After over a year of R&D, Parallax has taken a tremendous leap in the sUAV industry by releasing the first ever completely open-source flight controller to feature a multi-core microprocessor
; the ELEV-8 Flight Controller
. To mark the occasion and showcase some the ELEV-8 Flight Controller's, we thought this would be a great opportunity to bring back the Open Propeller Project
We invite you to join this project and explore one of the ELEV-8 Flight Controller's most innovative features: support for two-way communication with ESCs (allowing for ESC programming, closed loop control, and more!) We're even giving away an ELEV-8 v3 Quadcopter Kit
and four ELEV-8 Flight Controllers
along the way!
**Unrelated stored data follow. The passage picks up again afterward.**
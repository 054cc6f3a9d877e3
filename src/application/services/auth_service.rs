//! Authentication service resolving API tokens to users.

use hmac::{Hmac, Mac};
use sha2::Sha256;
use std::sync::Arc;

use crate::domain::entities::CurrentUser;
use crate::domain::repositories::TokenRepository;
use crate::error::AppError;
use serde_json::json;

type HmacSha256 = Hmac<Sha256>;

/// Authenticates requests via Bearer tokens.
///
/// Tokens are hashed with HMAC-SHA256 (keyed by `signing_secret`) before
/// storage and comparison, so a read-only copy of the database is not
/// enough to forge a token.
pub struct AuthService<R: TokenRepository> {
    repository: Arc<R>,
    signing_secret: String,
}

impl<R: TokenRepository> AuthService<R> {
    /// Creates a new authentication service.
    ///
    /// `signing_secret` must match the value used when tokens were
    /// provisioned by the admin CLI.
    pub fn new(repository: Arc<R>, signing_secret: String) -> Self {
        Self {
            repository,
            signing_secret,
        }
    }

    /// Hashes a raw token with HMAC-SHA256 using the signing secret.
    ///
    /// Returns a 64-character lowercase hex-encoded MAC.
    pub fn hash_token(&self, token: &str) -> String {
        let mut mac = HmacSha256::new_from_slice(self.signing_secret.as_bytes())
            .expect("HMAC accepts any key length");
        mac.update(token.as_bytes());
        hex::encode(mac.finalize().into_bytes())
    }

    /// Resolves a raw token to the current user.
    ///
    /// Refreshes `last_used_at` best-effort on success.
    ///
    /// # Errors
    ///
    /// Returns [`AppError::Unauthorized`] for unknown or revoked tokens
    /// and [`AppError::Internal`] on database errors.
    pub async fn authenticate(&self, token: &str) -> Result<CurrentUser, AppError> {
        let token_hash = self.hash_token(token);

        let Some(user_id) = self.repository.find_user_by_hash(&token_hash).await? else {
            return Err(AppError::unauthorized(
                "Unauthorized",
                json!({ "reason": "Invalid or revoked token" }),
            ));
        };

        let _ = self.repository.touch_last_used(&token_hash).await;

        Ok(CurrentUser { id: user_id })
    }
}

#[cfg(test)]
mod tests {
    use super::*;
    use crate::domain::repositories::MockTokenRepository;

    fn test_secret() -> String {
        "test-signing-secret".to_string()
    }

    fn compute_expected_hash(token: &str) -> String {
        let mut mac = HmacSha256::new_from_slice(test_secret().as_bytes())
            .expect("HMAC accepts any key length");
        mac.update(token.as_bytes());
        hex::encode(mac.finalize().into_bytes())
    }

    #[tokio::test]
    async fn test_authenticate_resolves_user() {
        let mut repo = MockTokenRepository::new();

        let token = "valid-token";
        let expected_hash = compute_expected_hash(token);

        repo.expect_find_user_by_hash()
            .withf(move |hash| hash == expected_hash)
            .times(1)
            .returning(|_| Ok(Some(42)));
        repo.expect_touch_last_used()
            .times(1)
            .returning(|_| Ok(()));

        let service = AuthService::new(Arc::new(repo), test_secret());
        let current = service.authenticate(token).await.unwrap();

        assert_eq!(current.id, 42);
    }

    #[tokio::test]
    async fn test_authenticate_unknown_token() {
        let mut repo = MockTokenRepository::new();
        repo.expect_find_user_by_hash()
            .times(1)
            .returning(|_| Ok(None));

        let service = AuthService::new(Arc::new(repo), test_secret());
        let result = service.authenticate("invalid-token").await;

        assert!(matches!(result, Err(AppError::Unauthorized { .. })));
    }

    #[tokio::test]
    async fn test_hash_token_consistency() {
        let service = AuthService::new(Arc::new(MockTokenRepository::new()), test_secret());

        let hash1 = service.hash_token("test-token");
        let hash2 = service.hash_token("test-token");

        assert_eq!(hash1, hash2);
        assert_eq!(hash1.len(), 64);
    }

    #[tokio::test]
    async fn test_hash_token_secret_matters() {
        let svc1 = AuthService::new(
            Arc::new(MockTokenRepository::new()),
            "secret-a".to_string(),
        );
        let svc2 = AuthService::new(
            Arc::new(MockTokenRepository::new()),
            "secret-b".to_string(),
        );

        assert_ne!(svc1.hash_token("token"), svc2.hash_token("token"));
    }
}
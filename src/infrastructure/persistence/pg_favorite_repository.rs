//! PostgreSQL implementation of the favorites collection.

use async_trait::async_trait;
use sqlx::PgPool;
use std::sync::Arc;

use crate::domain::repositories::RecipeCollectionRepository;
use crate::error::AppError;

pub struct PgFavoriteRepository {
    pool: Arc<PgPool>,
}

impl PgFavoriteRepository {
    pub fn new(pool: Arc<PgPool>) -> Self {
        Self { pool }
    }
}

#[async_trait]
impl RecipeCollectionRepository for PgFavoriteRepository {
    async fn add(&self, user_id: i64, recipe_id: i64) -> Result<bool, AppError> {
        let result = sqlx::query(
            r#"
            INSERT INTO favorites (user_id, recipe_id)
            VALUES ($1, $2)
            ON CONFLICT DO NOTHING
            "#,
        )
        .bind(user_id)
        .bind(recipe_id)
        .execute(self.pool.as_ref())
        .await?;

        Ok(result.rows_affected() == 1)
    }

    async fn remove(&self, user_id: i64, recipe_id: i64) -> Result<bool, AppError> {
        let result = sqlx::query(
            r#"
            DELETE FROM favorites
            WHERE user_id = $1 AND recipe_id = $2
            "#,
        )
        .bind(user_id)
        .bind(recipe_id)
        .execute(self.pool.as_ref())
        .await?;

        Ok(result.rows_affected() == 1)
    }
}
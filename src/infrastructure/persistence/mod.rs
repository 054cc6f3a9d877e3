//! PostgreSQL repository implementations.

mod pg_cart_repository;
mod pg_favorite_repository;
mod pg_recipe_repository;
mod pg_short_link_repository;
mod pg_subscription_repository;
mod pg_token_repository;
mod pg_user_repository;

pub use pg_cart_repository::PgCartRepository;
pub use pg_favorite_repository::PgFavoriteRepository;
pub use pg_recipe_repository::PgRecipeRepository;
pub use pg_short_link_repository::PgShortLinkRepository;
pub use pg_subscription_repository::PgSubscriptionRepository;
pub use pg_token_repository::PgTokenRepository;
pub use pg_user_repository::PgUserRepository;
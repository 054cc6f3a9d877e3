//! Repository trait for API token storage.

use crate::error::AppError;
use async_trait::async_trait;

/// API token persistence.
///
/// Tokens are stored only as HMAC-SHA256 hashes; the raw value exists
/// solely in the creating admin's terminal.
#[cfg_attr(test, mockall::automock)]
#[async_trait]
pub trait TokenRepository: Send + Sync {
    /// Resolves a token hash to the owning user id.
    ///
    /// Revoked tokens do not resolve.
    ///
    /// # Errors
    ///
    /// Returns [`AppError::Internal`] on database errors.
    async fn find_user_by_hash(&self, token_hash: &str) -> Result<Option<i64>, AppError>;

    /// Refreshes `last_used_at` for a token. Best-effort from the
    /// caller's perspective.
    ///
    /// # Errors
    ///
    /// Returns [`AppError::Internal`] on database errors.
    async fn touch_last_used(&self, token_hash: &str) -> Result<(), AppError>;

    /// Stores a new token hash for a user. Used by the admin CLI.
    ///
    /// # Errors
    ///
    /// Returns [`AppError::Conflict`] if the hash already exists.
    /// Returns [`AppError::Internal`] on database errors.
    async fn create(&self, user_id: i64, name: &str, token_hash: &str) -> Result<i64, AppError>;

    /// Revokes every token with the given name.
    ///
    /// Returns the number of tokens revoked.
    ///
    /// # Errors
    ///
    /// Returns [`AppError::Internal`] on database errors.
    async fn revoke_by_name(&self, name: &str) -> Result<u64, AppError>;
}
//! Handlers for the favorites collection.

use axum::{
    Extension, Json,
    extract::{Path, State},
    http::StatusCode,
};

use crate::api::dto::collection::RecipeSummaryResponse;
use crate::domain::entities::CurrentUser;
use crate::error::AppError;
use crate::state::AppState;

/// Adds a recipe to the current user's favorites.
///
/// # Endpoint
///
/// `POST /api/recipes/{id}/favorite`
///
/// # Errors
///
/// Returns 404 for an unknown recipe and 400 when the recipe is already
/// favorited.
pub async fn add_favorite_handler(
    Path(recipe_id): Path<i64>,
    State(state): State<AppState>,
    Extension(current): Extension<CurrentUser>,
) -> Result<(StatusCode, Json<RecipeSummaryResponse>), AppError> {
    let recipe = state.favorite_service.add(current.id, recipe_id).await?;

    Ok((StatusCode::CREATED, Json(recipe.into())))
}

/// Removes a recipe from the current user's favorites.
///
/// # Endpoint
///
/// `DELETE /api/recipes/{id}/favorite`
pub async fn remove_favorite_handler(
    Path(recipe_id): Path<i64>,
    State(state): State<AppState>,
    Extension(current): Extension<CurrentUser>,
) -> Result<StatusCode, AppError> {
    state.favorite_service.remove(current.id, recipe_id).await?;

    Ok(StatusCode::NO_CONTENT)
}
Read on for the details...
Use SimpleIDE and the ELEV-8 Flight Controller (#80204)
to load and configure firmware for the Parallax xRotor 20A ESCs (#752-90015)
, with error checking and the ability to program ESCs in batches.
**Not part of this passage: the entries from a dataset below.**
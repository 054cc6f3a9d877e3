//! Health check handler.

use axum::{Json, extract::State, http::StatusCode};
use tracing::warn;

use crate::api::dto::health::HealthResponse;
use crate::state::AppState;

/// Reports service health.
///
/// # Endpoint
///
/// `GET /health`
///
/// Probes the database with a trivial query. Answers 200 when healthy,
/// 503 when the database is unreachable.
pub async fn health_handler(
    State(state): State<AppState>,
) -> (StatusCode, Json<HealthResponse>) {
    match sqlx::query_scalar::<_, i32>("SELECT 1")
        .fetch_one(state.db.as_ref())
        .await
    {
        Ok(_) => (
            StatusCode::OK,
            Json(HealthResponse {
                status: "ok",
                database: "ok",
            }),
        ),
        Err(e) => {
            warn!("health check database probe failed: {e}");
            (
                StatusCode::SERVICE_UNAVAILABLE,
                Json(HealthResponse {
                    status: "degraded",
                    database: "unavailable",
                }),
            )
        }
    }
}
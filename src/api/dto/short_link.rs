//! DTO for the short link endpoint.

use crate::domain::entities::ShortLink;
use serde::Serialize;

/// Response body of the get-link endpoint.
#[derive(Debug, Serialize)]
pub struct ShortLinkResponse {
    #[serde(rename = "short-link")]
    pub short_link: String,
}

impl From<ShortLink> for ShortLinkResponse {
    fn from(link: ShortLink) -> Self {
        Self {
            short_link: link.short_url,
        }
    }
}
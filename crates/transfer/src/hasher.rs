//! Incremental content hashing on a dedicated thread.
//!
//! The worker owns its chunk list and its digest state; the caller only
//! sees [`HashEvent`]s arriving over a channel. A worker hashes exactly one
//! file and then exits.

use md5::{Digest, Md5};
use slicedrop_protocol::ContentHash;
use tokio::sync::mpsc;
use tracing::{debug, warn};

use crate::TransferError;
use crate::chunked::{FileChunk, to_content_hash};

/// Event channel capacity. Progress is one message per chunk, so a
/// slow consumer only makes the worker pause between chunks.
const EVENT_BUFFER: usize = 64;

/// Message sent by a [`HashWorker`].
#[derive(Debug, Clone, PartialEq)]
pub enum HashEvent {
    /// A chunk (other than the last) was folded in.
    Progress { percentage: f64 },
    /// Terminal: every chunk was folded in.
    Done {
        percentage: f64,
        digest: ContentHash,
    },
    /// Terminal: reading a chunk failed. No digest is produced.
    Failed { error: String },
}

impl HashEvent {
    pub fn is_terminal(&self) -> bool {
        !matches!(self, Self::Progress { .. })
    }
}

/// Handle to a running hash computation.
pub struct HashWorker {
    events: mpsc::Receiver<HashEvent>,
}

impl HashWorker {
    /// Starts hashing `chunks` on a new OS thread.
    ///
    /// Chunks are folded strictly by ascending index regardless of the
    /// order they are passed in.
    pub fn spawn(mut chunks: Vec<FileChunk>) -> Result<Self, TransferError> {
        chunks.sort_by_key(FileChunk::index);
        let (tx, rx) = mpsc::channel(EVENT_BUFFER);

        std::thread::Builder::new()
            .name("slicedrop-hasher".into())
            .spawn(move || run(chunks, tx))?;

        Ok(Self { events: rx })
    }

    /// Receives the next event. Returns `None` after the terminal event.
    pub async fn next_event(&mut self) -> Option<HashEvent> {
        self.events.recv().await
    }

    /// Waits for the digest, discarding progress events.
    pub async fn finish(self) -> Result<ContentHash, TransferError> {
        self.finish_with(|_| {}).await
    }

    /// Waits for the digest, calling `on_progress` with each percentage.
    pub async fn finish_with(
        mut self,
        mut on_progress: impl FnMut(f64),
    ) -> Result<ContentHash, TransferError> {
        while let Some(event) = self.events.recv().await {
            match event {
                HashEvent::Progress { percentage } => on_progress(percentage),
                HashEvent::Done { percentage, digest } => {
                    on_progress(percentage);
                    return Ok(digest);
                }
                HashEvent::Failed { error } => return Err(TransferError::HashFailed(error)),
            }
        }
        Err(TransferError::WorkerGone)
    }
}

/// Worker body: a plain sequential fold over the chunks.
fn run(chunks: Vec<FileChunk>, tx: mpsc::Sender<HashEvent>) {
    let total = chunks.len();
    let mut hasher = Md5::new();

    for (i, chunk) in chunks.iter().enumerate() {
        let bytes = match chunk.read() {
            Ok(bytes) => bytes,
            Err(e) => {
                warn!(index = chunk.index(), error = %e, "hashing aborted");
                let _ = tx.blocking_send(HashEvent::Failed {
                    error: e.to_string(),
                });
                return;
            }
        };
        hasher.update(&bytes);
        drop(bytes);

        let processed = i + 1;
        if processed < total {
            let percentage = processed as f64 / total as f64 * 100.0;
            if tx.blocking_send(HashEvent::Progress { percentage }).is_err() {
                debug!("hash receiver dropped, stopping");
                return;
            }
        }
    }

    let digest = to_content_hash(hasher);
    debug!(chunks = total, %digest, "hashing complete");
    let _ = tx.blocking_send(HashEvent::Done {
        percentage: 100.0,
        digest,
    });
}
An ELEV-8 v3 Quadcopter Kit will be awarded to the individual who has the most beneficial impact on this project as judged by Parallax staff (we will be looking for frequent contributions that are positive and constructive, not just a final product)!*
We have broken the overall end objective into a series of milestones, or “sub-objectives”. These do not necessarily have to be met, or in this order, but may be useful steps towards the ultimate objective.
- Demonstrate two-way communication between an ELEV-8 Flight Controller and a Parallax xRotor ESC via SimpleIDE terminal.
- Demonstrate the ability to modify the configuration settings of a Parallax xRotor ESC with an ELEV-8 Flight Controller via SimpleIDE, with error checking.
- Demonstrate the ability to flash BLHeli firmware onto a Parallax xRotor ESC with an ELEV-8 Flight Controller via SimpleIDE, with error checking.
- Final objective, as described above.
The first individual to share functioning source code for any individual milestone will receive a complimentary ELEV-8 Flight Controller (or refund for a previously purchased flight controller).*
DETAIL & BACKGROUND
The ELEV-8 Flight Controller
is the first open-source flight controller (to our knowledge) has been engineered to allow for two-way communication with Electronic Speed Controllers (ESC)s. The goal of this challenge is to explore one the possibilities created by this feature; seamless programming of ESC firmware.
The Parallax xRotor 20A ESCs
are manufactured for Parallax by HobbyWing, and are based on their xRotor 20A ESC, but differ in that the Parallax model runs BLHeli Firmware (BLHeli bootloader & firmware factory-loaded) and has bullet connectors factory-installed. We chose these ESCs because of their solid reputation and performance, high quality in design and production, and omission of a BEC. The xRotor ESC runs on a F396
MCU with six TPCA8087
MOSFETs, but is not open-source.
As just mentioned, we have chosen to run BLHeli
firmware on our ESCs. We ultimately decided on BLHeli (over SimonK and HobbyWing) because it’s open source, performed very well in our tests, works on both AVR and SiLabs based ESCS, and a GUI interface
is available for configuration.
ESCs with SiLabs ICs (such as ours) can be flashed with BLHeli a number of ways. For ESCs that do not already have a SimonK or BLHeli bootloader, initial flashing of the firmware must be done via a C2 interface, requiring contact to three pads on the PCB. For ESCs with SiLabs ICs that already have the BLHeli bootloader (as the Parallax xRotor ESC does), programming (including flashing w/ new firmware) can be done solely through the 2-wire signal cable. This is normally done with a programming adapter
. Our objective is to utilize a propeller-based microcontroller as the programming adapter (eventually) independent of BLHeli Suite.
Although it might be possible to coordinate with the creator of BLHeliSuite to get that software to support propeller-based flashing interfaces, there are a number of reasons why we think developing an independent solution would be superior. First, we have had numerous challenges with “bugs” associated with BLHeliSuite (won’t detail them now, but can provide details if anyone is interested). Second, it’s overkill for this application - if any settings ever need to be changed, is very few and very rarely, and therefore could easily edited in a terminal. Finally, not only will developing Propeller-based BLHeli programming allow for a more seamless experience for Propeller users, but it will also lay the foundation for further development of 2-way ESC communication.
This will be the key to the success of this project. We will establish both a forum post and folder in the GitHub repository for this project. We expect any and all code to be managed through GitHub. Links to those resources will be added here as they become available. Parallax welcomes any other suggestions on how we may support this project.
*As this project evolves, Parallax reserves the right to modify the scope or other constraints. In order to be eligible any awards/gifts/complimentary products, a participant must release all of their work under a GNU General Public License
and upload all source code (well-documented and commented, including instructions for use/operation) to the Project’s GitHub repository. Limit of one award/gift/complimentary product per person per type of gift. We will not provide complimentary hardware up front.